» WORK TASK:
Below are the records; give the number of lines in them that include the word "summary", and nothing more.

» DATA IN THIS EXERCISE:
//! Markdown rendering of an assembled analysis. Only `done` results are
//! exported; failed or unfinished personas are left out.

use std::fmt::Write;

use crate::models::{AnalysisResult, InterviewerResult};

pub fn render_markdown(result: &AnalysisResult) -> String {
    let mut out = String::new();
    let _ = writeln!(out, "# {} · {}", result.company_name, result.job_title);
    let _ = writeln!(out);
    if !result.company_url.is_empty() {
        let _ = writeln!(out, "- Company: {}", result.company_url);
    }
    if !result.job_url.is_empty() {
        let _ = writeln!(out, "- Job posting: {}", result.job_url);
    }
    let _ = writeln!(out, "- Created: {}", result.created_at.format("%Y-%m-%d %H:%M UTC"));

    let mut exported = 0;
    for r in result.exportable_results() {
        render_interviewer(&mut out, r);
        exported += 1;
    }
    if exported == 0 {
        let _ = writeln!(out);
        let _ = writeln!(out, "_No completed interviewer feedback._");
    }
    out
}

fn render_interviewer(out: &mut String, r: &InterviewerResult) {
    let _ = writeln!(out);
    let _ = writeln!(out, "## {} ({} · {})", r.persona_name, r.provider.spec().label, r.model);

    if is_unstructured(r) {
        let _ = writeln!(out);
        let _ = writeln!(out, "{}", r.stream_text.trim());
        return;
    }

    if !r.summary.is_empty() {
        let _ = writeln!(out, "\n### Overall assessment\n\n{}", r.summary);
    }
    bullets(out, "Why you fit", &r.fit_reasons);
    bullets(out, "Gaps to address", &r.weaknesses);

    if !r.resume_revisions.is_empty() {
        let _ = writeln!(out, "\n### Résumé revisions");
        for rev in &r.resume_revisions {
            let _ = writeln!(out, "\n- **Original:** {}", rev.original);
            let _ = writeln!(out, "- **Revised:** {}", rev.revised);
            if !rev.reason.is_empty() {
                let _ = writeln!(out, "- **Reason:** {}", rev.reason);
            }
        }
    }

    if !r.cover_letter_answers.is_empty() {
        let _ = writeln!(out, "\n### Cover letter drafts");
        for answer in &r.cover_letter_answers {
            let _ = writeln!(out, "\n#### {}", answer.question);
            for section in &answer.sections {
                if !section.sub_title.is_empty() {
                    let _ = writeln!(out, "\n**{}**", section.sub_title);
                }
                let _ = writeln!(out, "\n{}", section.content);
            }
        }
    }
}

fn bullets(out: &mut String, heading: &str, items: &[String]) {
    if items.is_empty() {
        return;
    }
    let _ = writeln!(out, "\n### {heading}\n");
    for item in items {
        let _ = writeln!(out, "- {item}");
    }
}

/// The model ignored the requested headings; fall back to its raw text.
fn is_unstructured(r: &InterviewerResult) -> bool {
    r.summary.is_empty()
        && r.fit_reasons.is_empty()
        && r.weaknesses.is_empty()
        && r.resume_revisions.is_empty()
        && r.cover_letter_answers.is_empty()
}

#[cfg(test)]
mod tests {
    use super::*;
    use crate::models::{AnalysisInput, CompanyInfo, Persona, Provider, ResultStatus};
    use crate::orchestrator::assembler::assemble;

    fn result_for(persona_id: &str, status: ResultStatus) -> InterviewerResult {
        let persona = Persona {
            id: persona_id.to_string(),
            name: format!("Persona {persona_id}"),
            role: String::new(),
            description: String::new(),
            provider: Provider::Anthropic,
            model: "claude-opus-4-6".to_string(),
        };
        let mut r = InterviewerResult::pending(&persona);
        r.status = status;
        r
    }

    fn input() -> AnalysisInput {
        AnalysisInput {
            company_info: CompanyInfo {
                company_url: "https://www.acme.io".to_string(),
                job_url: "https://acme.io/jobs/1".to_string(),
                ..CompanyInfo::default()
            },
            ..AnalysisInput::default()
        }
    }

    #[test]
    fn test_only_done_results_are_exported() {
        let mut done = result_for("a", ResultStatus::Done);
        done.summary = "Strong backend profile.".to_string();
        done.fit_reasons = vec!["Rust in production".to_string()];
        let mut failed = result_for("b", ResultStatus::Error);
        failed.stream_text = "partial".to_string();

        let md = render_markdown(&assemble(&input(), &[done, failed]));

        assert!(md.starts_with("# acme · Analysis result"));
        assert!(md.contains("## Persona a (Anthropic (Claude) · claude-opus-4-6)"));
        assert!(md.contains("### Why you fit\n\n- Rust in production"));
        assert!(!md.contains("Persona b"));
        assert!(!md.contains("partial"));
    }

    #[test]
    fn test_unstructured_text_falls_back_to_raw() {
        let mut done = result_for("a", ResultStatus::Done);
        done.stream_text = "Free-form answer.\n".to_string();

        let md = render_markdown(&assemble(&input(), &[done]));
        assert!(md.contains("\nFree-form answer.\n"));
    }

    #[test]
    fn test_nothing_to_export() {
        let md = render_markdown(&assemble(&AnalysisInput::default(), &[]));
        assert!(md.starts_with("# Unknown company · Unknown position"));
        assert!(md.contains("_No completed interviewer feedback._"));
    }
}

» EXERCISE SOLUTION:
4